## Input for this task
= Beginning of Section =

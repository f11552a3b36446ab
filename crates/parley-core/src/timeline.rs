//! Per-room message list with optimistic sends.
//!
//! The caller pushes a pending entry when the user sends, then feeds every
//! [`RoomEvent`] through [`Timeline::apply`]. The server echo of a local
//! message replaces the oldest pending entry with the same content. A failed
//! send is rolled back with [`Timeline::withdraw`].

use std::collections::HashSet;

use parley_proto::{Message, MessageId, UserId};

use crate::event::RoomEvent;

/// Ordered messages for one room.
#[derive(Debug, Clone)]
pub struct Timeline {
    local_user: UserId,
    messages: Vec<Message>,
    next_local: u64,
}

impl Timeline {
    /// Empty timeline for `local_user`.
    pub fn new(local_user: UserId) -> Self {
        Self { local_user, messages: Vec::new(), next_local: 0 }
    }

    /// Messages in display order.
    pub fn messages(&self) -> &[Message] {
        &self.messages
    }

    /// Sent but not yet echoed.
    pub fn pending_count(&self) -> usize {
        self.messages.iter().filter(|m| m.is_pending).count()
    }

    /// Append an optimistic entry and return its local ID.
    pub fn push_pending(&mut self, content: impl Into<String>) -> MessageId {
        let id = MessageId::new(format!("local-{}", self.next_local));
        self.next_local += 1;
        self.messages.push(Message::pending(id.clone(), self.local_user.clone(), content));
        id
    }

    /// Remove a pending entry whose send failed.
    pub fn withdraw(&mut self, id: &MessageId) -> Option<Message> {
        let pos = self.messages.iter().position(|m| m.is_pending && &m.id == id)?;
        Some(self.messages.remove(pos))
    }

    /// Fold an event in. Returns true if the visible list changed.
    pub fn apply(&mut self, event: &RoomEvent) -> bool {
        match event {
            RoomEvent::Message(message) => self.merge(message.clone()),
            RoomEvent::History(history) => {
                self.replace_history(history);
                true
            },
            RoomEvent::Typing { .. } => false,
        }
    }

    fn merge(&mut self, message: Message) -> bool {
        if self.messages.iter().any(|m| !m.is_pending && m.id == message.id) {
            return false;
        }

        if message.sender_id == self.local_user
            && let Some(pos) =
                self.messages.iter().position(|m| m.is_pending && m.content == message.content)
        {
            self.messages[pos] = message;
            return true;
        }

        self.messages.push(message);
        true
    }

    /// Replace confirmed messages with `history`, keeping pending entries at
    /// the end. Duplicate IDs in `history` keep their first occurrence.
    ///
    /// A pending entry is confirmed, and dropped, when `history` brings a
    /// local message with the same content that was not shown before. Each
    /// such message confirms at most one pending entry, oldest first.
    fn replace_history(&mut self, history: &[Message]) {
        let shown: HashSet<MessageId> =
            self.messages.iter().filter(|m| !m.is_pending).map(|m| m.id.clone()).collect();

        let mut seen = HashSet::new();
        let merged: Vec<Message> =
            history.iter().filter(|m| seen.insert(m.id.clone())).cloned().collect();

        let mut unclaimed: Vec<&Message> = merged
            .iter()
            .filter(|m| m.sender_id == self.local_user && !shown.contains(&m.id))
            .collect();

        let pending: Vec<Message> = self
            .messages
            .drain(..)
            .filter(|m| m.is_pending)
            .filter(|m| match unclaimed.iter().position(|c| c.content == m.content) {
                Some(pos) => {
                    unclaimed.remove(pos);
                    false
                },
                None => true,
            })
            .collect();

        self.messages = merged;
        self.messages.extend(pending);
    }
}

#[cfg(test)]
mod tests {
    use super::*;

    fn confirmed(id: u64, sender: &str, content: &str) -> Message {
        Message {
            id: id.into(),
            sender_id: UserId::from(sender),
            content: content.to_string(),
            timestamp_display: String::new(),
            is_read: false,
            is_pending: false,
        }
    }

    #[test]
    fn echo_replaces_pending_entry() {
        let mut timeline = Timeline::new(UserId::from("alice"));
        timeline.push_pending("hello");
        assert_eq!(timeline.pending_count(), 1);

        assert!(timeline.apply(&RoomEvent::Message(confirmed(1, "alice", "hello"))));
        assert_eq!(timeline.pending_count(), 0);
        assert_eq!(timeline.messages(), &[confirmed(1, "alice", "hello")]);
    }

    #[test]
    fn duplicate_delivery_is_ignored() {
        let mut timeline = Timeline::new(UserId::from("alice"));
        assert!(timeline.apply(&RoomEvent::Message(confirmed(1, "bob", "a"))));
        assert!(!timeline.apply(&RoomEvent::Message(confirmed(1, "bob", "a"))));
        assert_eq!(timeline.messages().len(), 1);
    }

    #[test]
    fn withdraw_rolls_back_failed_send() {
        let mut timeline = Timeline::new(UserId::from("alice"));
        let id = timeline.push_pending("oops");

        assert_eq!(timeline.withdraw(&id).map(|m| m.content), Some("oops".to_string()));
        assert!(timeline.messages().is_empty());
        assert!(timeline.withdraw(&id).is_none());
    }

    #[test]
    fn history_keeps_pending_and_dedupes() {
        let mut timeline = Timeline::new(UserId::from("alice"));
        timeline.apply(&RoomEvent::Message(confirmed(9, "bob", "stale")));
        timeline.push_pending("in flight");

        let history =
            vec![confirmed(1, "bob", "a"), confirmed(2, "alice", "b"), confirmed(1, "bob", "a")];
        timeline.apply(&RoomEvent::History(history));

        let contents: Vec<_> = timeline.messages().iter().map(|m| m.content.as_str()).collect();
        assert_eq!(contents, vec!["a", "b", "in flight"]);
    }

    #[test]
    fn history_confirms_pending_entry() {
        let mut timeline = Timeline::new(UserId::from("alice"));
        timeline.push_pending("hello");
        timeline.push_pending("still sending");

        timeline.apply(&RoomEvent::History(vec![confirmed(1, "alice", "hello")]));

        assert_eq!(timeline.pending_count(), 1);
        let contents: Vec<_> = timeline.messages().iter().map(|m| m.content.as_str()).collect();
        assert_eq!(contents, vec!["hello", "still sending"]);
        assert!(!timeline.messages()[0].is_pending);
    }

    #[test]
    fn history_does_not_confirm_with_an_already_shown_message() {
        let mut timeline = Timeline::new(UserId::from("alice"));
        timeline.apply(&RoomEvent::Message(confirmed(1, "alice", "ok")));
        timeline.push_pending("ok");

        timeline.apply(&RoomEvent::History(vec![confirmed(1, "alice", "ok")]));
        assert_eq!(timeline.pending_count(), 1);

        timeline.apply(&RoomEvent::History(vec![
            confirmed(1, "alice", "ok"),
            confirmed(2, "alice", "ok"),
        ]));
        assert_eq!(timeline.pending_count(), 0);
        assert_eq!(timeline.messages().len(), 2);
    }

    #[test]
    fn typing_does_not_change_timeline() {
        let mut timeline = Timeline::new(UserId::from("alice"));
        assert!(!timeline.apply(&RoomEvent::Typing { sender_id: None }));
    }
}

= End of Section =
= Beginning of Section =

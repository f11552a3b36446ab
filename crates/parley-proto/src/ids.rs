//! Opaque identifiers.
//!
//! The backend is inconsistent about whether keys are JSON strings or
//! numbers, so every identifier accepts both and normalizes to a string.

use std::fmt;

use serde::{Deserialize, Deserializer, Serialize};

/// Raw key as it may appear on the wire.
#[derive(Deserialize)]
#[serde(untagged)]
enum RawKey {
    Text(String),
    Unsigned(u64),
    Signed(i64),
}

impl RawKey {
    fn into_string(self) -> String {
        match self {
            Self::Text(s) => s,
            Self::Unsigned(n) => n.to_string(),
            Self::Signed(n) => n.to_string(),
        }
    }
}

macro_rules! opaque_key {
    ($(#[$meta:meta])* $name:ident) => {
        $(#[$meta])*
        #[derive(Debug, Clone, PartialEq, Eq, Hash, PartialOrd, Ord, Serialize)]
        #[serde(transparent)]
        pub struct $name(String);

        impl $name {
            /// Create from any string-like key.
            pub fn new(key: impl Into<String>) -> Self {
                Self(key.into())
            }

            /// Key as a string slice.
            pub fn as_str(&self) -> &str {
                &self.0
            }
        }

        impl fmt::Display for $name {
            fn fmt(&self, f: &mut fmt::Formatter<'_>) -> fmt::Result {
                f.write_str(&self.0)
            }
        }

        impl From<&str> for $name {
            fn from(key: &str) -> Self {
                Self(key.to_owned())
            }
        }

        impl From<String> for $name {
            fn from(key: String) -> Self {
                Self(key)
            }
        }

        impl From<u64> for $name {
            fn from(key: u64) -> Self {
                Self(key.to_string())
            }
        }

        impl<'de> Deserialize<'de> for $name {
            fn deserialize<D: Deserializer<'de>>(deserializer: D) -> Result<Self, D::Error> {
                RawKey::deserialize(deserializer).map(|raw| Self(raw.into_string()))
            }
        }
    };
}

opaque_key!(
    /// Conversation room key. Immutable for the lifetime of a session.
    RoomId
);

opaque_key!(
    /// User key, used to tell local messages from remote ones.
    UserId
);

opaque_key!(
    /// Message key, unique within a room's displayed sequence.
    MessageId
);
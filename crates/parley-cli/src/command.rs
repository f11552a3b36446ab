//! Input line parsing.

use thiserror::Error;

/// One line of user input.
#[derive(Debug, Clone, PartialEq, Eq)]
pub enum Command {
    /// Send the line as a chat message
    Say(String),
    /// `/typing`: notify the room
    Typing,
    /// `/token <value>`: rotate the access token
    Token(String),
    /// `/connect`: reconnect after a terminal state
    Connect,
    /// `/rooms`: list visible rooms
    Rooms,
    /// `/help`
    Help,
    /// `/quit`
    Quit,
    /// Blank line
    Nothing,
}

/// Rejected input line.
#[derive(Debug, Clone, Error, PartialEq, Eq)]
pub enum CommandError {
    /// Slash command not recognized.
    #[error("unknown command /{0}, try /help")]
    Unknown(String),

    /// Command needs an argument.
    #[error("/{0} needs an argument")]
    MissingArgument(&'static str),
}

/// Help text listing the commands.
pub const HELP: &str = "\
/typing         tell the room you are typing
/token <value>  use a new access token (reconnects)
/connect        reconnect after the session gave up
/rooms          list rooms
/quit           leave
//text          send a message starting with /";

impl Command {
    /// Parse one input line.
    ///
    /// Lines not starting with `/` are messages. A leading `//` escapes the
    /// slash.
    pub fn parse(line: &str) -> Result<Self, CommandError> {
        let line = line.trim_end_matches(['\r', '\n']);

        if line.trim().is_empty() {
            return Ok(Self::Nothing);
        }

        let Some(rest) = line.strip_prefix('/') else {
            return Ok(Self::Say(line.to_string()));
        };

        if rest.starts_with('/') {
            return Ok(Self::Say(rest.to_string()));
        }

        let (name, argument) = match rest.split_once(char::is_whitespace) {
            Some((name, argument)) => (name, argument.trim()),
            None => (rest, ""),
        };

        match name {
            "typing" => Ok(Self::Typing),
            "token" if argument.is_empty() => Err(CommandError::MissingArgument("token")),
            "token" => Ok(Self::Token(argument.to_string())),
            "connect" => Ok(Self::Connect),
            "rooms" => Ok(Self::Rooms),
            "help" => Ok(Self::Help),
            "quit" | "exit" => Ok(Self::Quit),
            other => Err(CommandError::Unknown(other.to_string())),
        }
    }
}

= End of Section =

## Your objective
Look through the material above for "rest" and copy the lines that have it.

## Your response
        let Some(rest) = line.strip_prefix('/') else {
        if rest.starts_with('/') {
            return Ok(Self::Say(rest.to_string()));
        let (name, argument) = match rest.split_once(char::is_whitespace) {
            None => (rest, ""),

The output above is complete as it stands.